Flash-forward to the present, where one girl is now a wife and
mother-to-be, trying to uphold a life of normalcy for herself and her
family. One is a writer with a sexual addiction that sucks her into
destructive relationships. And one is incarcerated in a mental
hospital - and has been since one fateful night fifteen years ago,
when a betrayal led them to commit a crime that profoundly changed
their destinies.

Fascinated by the struggle between good and evil within the human
spirit, Martha O'Connor delves into the dark side of human nature, the
intensity of female friendship, and the possibilities of redemption in
THE BITCH POSSE. Emotionally raw, upsetting, and provocative, this is
the introduction of a huge new talent and will leave readers reeling
this season. As Edmund White says, "The Bitch Posse is a debut worthy
of Joyce Carol Oates."

ABOUT THE AUTHOR:
Martha O'Connor grew up in Illinois and earned a BFA in Creative
Writing from Bowling Green State University in Ohio, graduating Phi
Beta Kappa, summa cum laude. Her poetry has been published in the
literary journals Stand, Poetry London Newsletter, Confrontation, and
Midwest Poetry Review, among others.

By turns a department store clerk, waitress, latte-maker, and
eighth-grade teacher, Martha O'Connor now lives and writes fiction and
poetry full-time in the San Francisco Bay Area with her husband,
award-winning novelist and short story writer Philip F. O'Connor, and
their children.



martha's website

4 comments:

Anonymous said...

...my answer has always been a palms-up, goofy shrug.

hehe.

Moms....

Don't worry, Martha, you can always make the "th" a hard "t" and go Euro-cool.

Anonymous said...

Hey Martha,
It could have been worse...imagine being named after Debbie Reynolds and then expected to been as perky and freaking adorable as the Unsinkable Molly Brown. Ask any Debbie born in the 50's...a hideous legacy! I blame my leanings toward Crime and Mystery on it.
Hence the D.A. moniker. The next person who slips up and calls me Debbie may end up being a murder victim in my first novel. LOL!
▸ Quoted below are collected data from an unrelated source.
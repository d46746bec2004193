//! Port number based decoding of application payloads.
use prost::Message;
use tracing::trace;

use crate::proto::{
    enum_name, HardwareMessage, MapReport, PortNum, Position, Routing, Telemetry, User,
    Waypoint,
};
use crate::record::{Content, DataFields};

/// A recognized payload that failed to decode.
#[derive(Debug, Clone, PartialEq)]
pub struct ContentError {
    /// Message the payload was decoded as, e.g., `Position`.
    pub kind: &'static str,
    pub source: prost::DecodeError,
}

/// Output of [dispatch]. `fields` always carries the port and payload length, even
/// when `error` is set.
#[derive(Debug, Clone, PartialEq)]
pub struct Dispatched {
    pub fields: DataFields,
    pub error: Option<ContentError>,
}

fn decode_as<M, F>(kind: &'static str, payload: &[u8], wrap: F) -> Result<Content, ContentError>
where
    M: Message + Default,
    F: FnOnce(M) -> Content,
{
    M::decode(payload)
        .map(wrap)
        .map_err(|source| ContentError { kind, source })
}

/// Decode `payload` according to `portnum`.
///
/// Ports without a typed decoder, and empty payloads, produce only the metadata.
#[must_use]
pub fn dispatch(portnum: i32, payload: &[u8]) -> Dispatched {
    let mut fields = DataFields {
        portnum,
        payload_len: payload.len(),
        content: None,
    };
    if payload.is_empty() {
        return Dispatched {
            fields,
            error: None,
        };
    }

    let Ok(port) = PortNum::try_from(portnum) else {
        trace!(portnum, "no decoder for unknown port");
        return Dispatched {
            fields,
            error: None,
        };
    };

    let zult = match port {
        PortNum::TextMessageApp | PortNum::TextMessageCompressedApp => Ok(Content::Text(
            String::from_utf8_lossy(payload).into_owned(),
        )),
        PortNum::PositionApp => decode_as::<Position, _>("Position", payload, Content::Position),
        PortNum::NodeinfoApp => decode_as::<User, _>("User", payload, Content::User),
        PortNum::TelemetryApp => {
            decode_as::<Telemetry, _>("Telemetry", payload, Content::Telemetry)
        }
        PortNum::WaypointApp => decode_as::<Waypoint, _>("Waypoint", payload, Content::Waypoint),
        PortNum::RoutingApp => decode_as::<Routing, _>("Routing", payload, Content::Routing),
        PortNum::RemoteHardwareApp => {
            decode_as::<HardwareMessage, _>("HardwareMessage", payload, Content::RemoteHardware)
        }
        PortNum::MapReportApp => {
            decode_as::<MapReport, _>("MapReport", payload, Content::MapReport)
        }
        _ => {
            trace!(port = %enum_name::<PortNum>(portnum), "no decoder for port");
            return Dispatched {
                fields,
                error: None,
            };
        }
    };

    match zult {
        Ok(content) => {
            fields.content = Some(content);
            Dispatched {
                fields,
                error: None,
            }
        }
        Err(err) => {
            trace!(kind = err.kind, error = %err.source, "payload decode failed");
            Dispatched {
                fields,
                error: Some(err),
            }
        }
    }
}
Kelly (Lynn) Parra said...

I just read this. A-mazing. Exceptionally written. Very dark, and you somehow can't help turning the pages even though you know it's all leading to disaster. Check it out. She does half the book in teen POV, the other half in adult POV of the three girls. What an impact, is all I can say.

anne frasier said...

jason: i have to confess she's never minded the name, but other people always want to know how it happened. and of course they make the old lady connection. "was that your grandmother's name?' haha. surprisingly enough, when martha lived in sweden she found out that she had a great great granny with that name. we had no idea. and people there do drop the H. :D

d.a.: haha! oh, that's was so tempting to say debbie, but i restrained myself. i do imagine debbie as somebody who is perpetually in a good mood and energetic. but then there's deborah which is pretty cool and even a bit mysterious. but i think there are several mystery writers with that name. unlike the name anne. *wink* :D

kelly: i'm glad to get your input on the book. i've always thought it sounded fascinating. there's another one i have to pick up! and i'm very intrigued about the POV!